Simple people have simple loyalties: promise me four and twenty virgins and I’ll be on the next train to Inverness. Tell me this ticket is the winning ticket and I will keep on buying it. Convince me I will have a place at my Lord’s right hand and I will gladly do whatever you ask. What is more, I will be loyal. Week after week, year after year, on one last walk into the crowded market place wearing that large, rather awkward belt: as long as you never actually honor your promises I will serve your cause. I have been taught to hope.
Today I walk in a world ruled by clever people who dedicate their whole lives to contravening the natural laws. More people pay more taxes, so they continue to cram the trees with people. They dispatch the strong to the bushes that bear the thick black food of life, not caring where the smilodon lurks or how many victims that barbaric creature might take. All they seek is the power that ownership implies, and hope is their tool for controlling those who serve them; for keeping them on the knife-edge of life.

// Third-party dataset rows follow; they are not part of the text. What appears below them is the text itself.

#[cfg(test)]
mod tests {
    use super::*;
    use crate::llm::LlmProvider;

    fn document(title: &str) -> Document {
        Document::new(
            title.to_string(),
            Some("Autor".to_string()),
            format!("1700000000000-{}.txt", title),
            "txt".to_string(),
            42,
            "user-1".to_string(),
        )
    }

    fn chunk(index: usize, content: &str, embedding: Option<Vec<f32>>) -> TextChunk {
        TextChunk {
            index,
            content: content.to_string(),
            embedding,
        }
    }

    #[tokio::test]
    async fn test_document_lifecycle() {
        let store = SqliteStore::in_memory().unwrap();
        let doc = document("livro");

        store.insert_document(&doc).await.unwrap();
        assert_eq!(store.get_document(doc.id).await.unwrap(), Some(doc.clone()));

        store
            .update_document_status(doc.id, DocumentStatus::Ready)
            .await
            .unwrap();
        let loaded = store.get_document(doc.id).await.unwrap().unwrap();
        assert_eq!(loaded.status, DocumentStatus::Ready);

        assert!(store.delete_document(doc.id).await.unwrap());
        assert!(!store.delete_document(doc.id).await.unwrap());
        assert!(store.get_document(doc.id).await.unwrap().is_none());

        let missing = store
            .update_document_status(doc.id, DocumentStatus::Error)
            .await;
        assert!(matches!(missing, Err(RoteiroError::NotFound(_))));
    }

    #[tokio::test]
    async fn test_replace_chunks_overwrites_previous_set() {
        let store = SqliteStore::in_memory().unwrap();
        let doc = document("livro");
        store.insert_document(&doc).await.unwrap();

        store
            .replace_chunks(
                doc.id,
                &[
                    chunk(0, "a", Some(vec![1.0, 0.0])),
                    chunk(1, "b", None),
                    chunk(2, "c", None),
                ],
            )
            .await
            .unwrap();
        store
            .replace_chunks(doc.id, &[chunk(0, "novo", Some(vec![0.0, 1.0]))])
            .await
            .unwrap();

        let chunks = store.get_chunks(doc.id).await.unwrap();
        assert_eq!(chunks.len(), 1);
        assert_eq!(chunks[0].content, "novo");
        assert_eq!(chunks[0].embedding, Some(vec![0.0, 1.0]));

        let listed = store.list_documents().await.unwrap();
        assert_eq!(listed[0].chunk_count, 1);
        assert_eq!(listed[0].embedded_chunks, 1);

        assert_eq!(store.delete_chunks(doc.id).await.unwrap(), 1);
        assert!(store.get_chunks(doc.id).await.unwrap().is_empty());
    }

    #[tokio::test]
    async fn test_deleting_document_cascades_to_chunks() {
        let dir = tempfile::TempDir::new().unwrap();
        let store = SqliteStore::new(&dir.path().join("db.sqlite")).unwrap();
        let doc = document("livro");
        let other = document("outro");
        store.insert_document(&doc).await.unwrap();
        store.insert_document(&other).await.unwrap();
        store
            .replace_chunks(doc.id, &[chunk(0, "a", None), chunk(1, "b", None)])
            .await
            .unwrap();
        store
            .replace_chunks(other.id, &[chunk(0, "c", None)])
            .await
            .unwrap();

        assert!(store.delete_document(doc.id).await.unwrap());

        assert!(store.get_chunks(doc.id).await.unwrap().is_empty());
        assert_eq!(store.get_chunks(other.id).await.unwrap().len(), 1);
    }

    #[tokio::test]
    async fn test_chunks_require_an_existing_document() {
        let store = SqliteStore::in_memory().unwrap();

        let err = store
            .replace_chunks(Uuid::new_v4(), &[chunk(0, "órfão", None)])
            .await
            .unwrap_err();

        assert!(matches!(err, RoteiroError::Persistence(_)));
    }

    #[tokio::test]
    async fn test_match_chunks_orders_by_similarity() {
        let store = SqliteStore::in_memory().unwrap();
        let doc = document("livro");
        store.insert_document(&doc).await.unwrap();
        store
            .replace_chunks(
                doc.id,
                &[
                    chunk(0, "perto", Some(vec![0.9, 0.1, 0.0])),
                    chunk(1, "longe", Some(vec![0.0, 0.0, 1.0])),
                    chunk(2, "exato", Some(vec![1.0, 0.0, 0.0])),
                    chunk(3, "sem vetor", None),
                ],
            )
            .await
            .unwrap();

        let matches = store.match_chunks(&[1.0, 0.0, 0.0], 0.7, 5).await.unwrap();
        let contents: Vec<&str> = matches.iter().map(|m| m.chunk.content.as_str()).collect();
        assert_eq!(contents, vec!["exato", "perto"]);
        assert!((matches[0].similarity - 1.0).abs() < 0.001);

        let limited = store.match_chunks(&[1.0, 0.0, 0.0], 0.7, 1).await.unwrap();
        assert_eq!(limited.len(), 1);
    }

    #[tokio::test]
    async fn test_find_documents_by_status_respects_cutoff() {
        let store = SqliteStore::in_memory().unwrap();

        let mut old = document("antigo");
        old.status = DocumentStatus::Processing;
        old.created_at = Utc::now() - chrono::Duration::minutes(10);
        let mut fresh = document("recente");
        fresh.status = DocumentStatus::Processing;

        store.insert_document(&old).await.unwrap();
        store.insert_document(&fresh).await.unwrap();

        let cutoff = Utc::now() - chrono::Duration::minutes(5);
        let stale = store
            .find_documents_by_status(DocumentStatus::Processing, cutoff)
            .await
            .unwrap();

        assert_eq!(stale.len(), 1);
        assert_eq!(stale[0].id, old.id);
    }

    #[tokio::test]
    async fn test_scripts_roundtrip_and_update() {
        let store = SqliteStore::in_memory().unwrap();
        let now = Utc::now();
        let mut script = Script {
            id: Uuid::new_v4(),
            user_id: "user-1".to_string(),
            title: "Juros compostos".to_string(),
            theme: "juros compostos".to_string(),
            duration_minutes: 10,
            language_style: "casual".to_string(),
            environment: "youtube".to_string(),
            environment_description: None,
            target_language: "en".to_string(),
            content_portuguese: "Olá".to_string(),
            content_final: None,
            seo_title: "Juros".to_string(),
            seo_description: "Descrição".to_string(),
            seo_tags: vec!["juros".to_string(), "dinheiro".to_string()],
            thumbnail_prompt: "moedas".to_string(),
            status: ScriptStatus::Draft,
            created_at: now,
            updated_at: now,
        };

        store.insert_script(&script).await.unwrap();

        script.status = ScriptStatus::Final;
        script.content_final = Some("Hello".to_string());
        store.update_script(&script).await.unwrap();

        let loaded = store.get_script(script.id).await.unwrap().unwrap();
        assert_eq!(loaded.status, ScriptStatus::Final);
        assert_eq!(loaded.content_final.as_deref(), Some("Hello"));
        assert_eq!(loaded.seo_tags, script.seo_tags);

        assert_eq!(store.list_scripts("user-1").await.unwrap().len(), 1);
        assert!(store.list_scripts("someone-else").await.unwrap().is_empty());
    }

    #[tokio::test]
    async fn test_user_settings_upsert() {
        let store = SqliteStore::in_memory().unwrap();
        assert!(store.get_user_settings("user-1").await.unwrap().is_none());

        let mut settings = UserSettings::default_for("user-1");
        settings.llm_provider = LlmProvider::Gemini;
        settings.llm_model = "gemini-1.5-flash".to_string();
        settings.gemini_api_key = Some("g-key".to_string());
        store.save_user_settings(&settings).await.unwrap();

        settings.llm_model = "gemini-1.5-pro".to_string();
        store.save_user_settings(&settings).await.unwrap();

        let loaded = store.get_user_settings("user-1").await.unwrap().unwrap();
        assert_eq!(loaded, settings);
    }
}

And they still haven’t learned. They haven’t understood, somehow cannot, that the first law must be observed. You can prevaricate, you can evade, you can use all the powers of paper progress to persuade; but when the trees are too full, when promises too oft repeated are unfulfilled, the decisions which finally steer our species are not made by you: they are made by those for whom hope has died: the engine drivers, the laborers, the shelf-stackers, the young with no future and the guy on the station who sleeps in a cardboard box. The Visigoths, the Vandals, the Vikings; the ordinary inhabitants of the trees will always be there, and ready to be led. It just takes another clever person with a message of hope which, however nonsensical, is new.
It is, in the circularity of reason, simply a return to that first law as written on a billion ancient graves – Egyptian, Macedonian, Persian, Roman, Mayan – all the great empires that were the dreams of clever people.
One person, one tree. Natural balance has to be observed.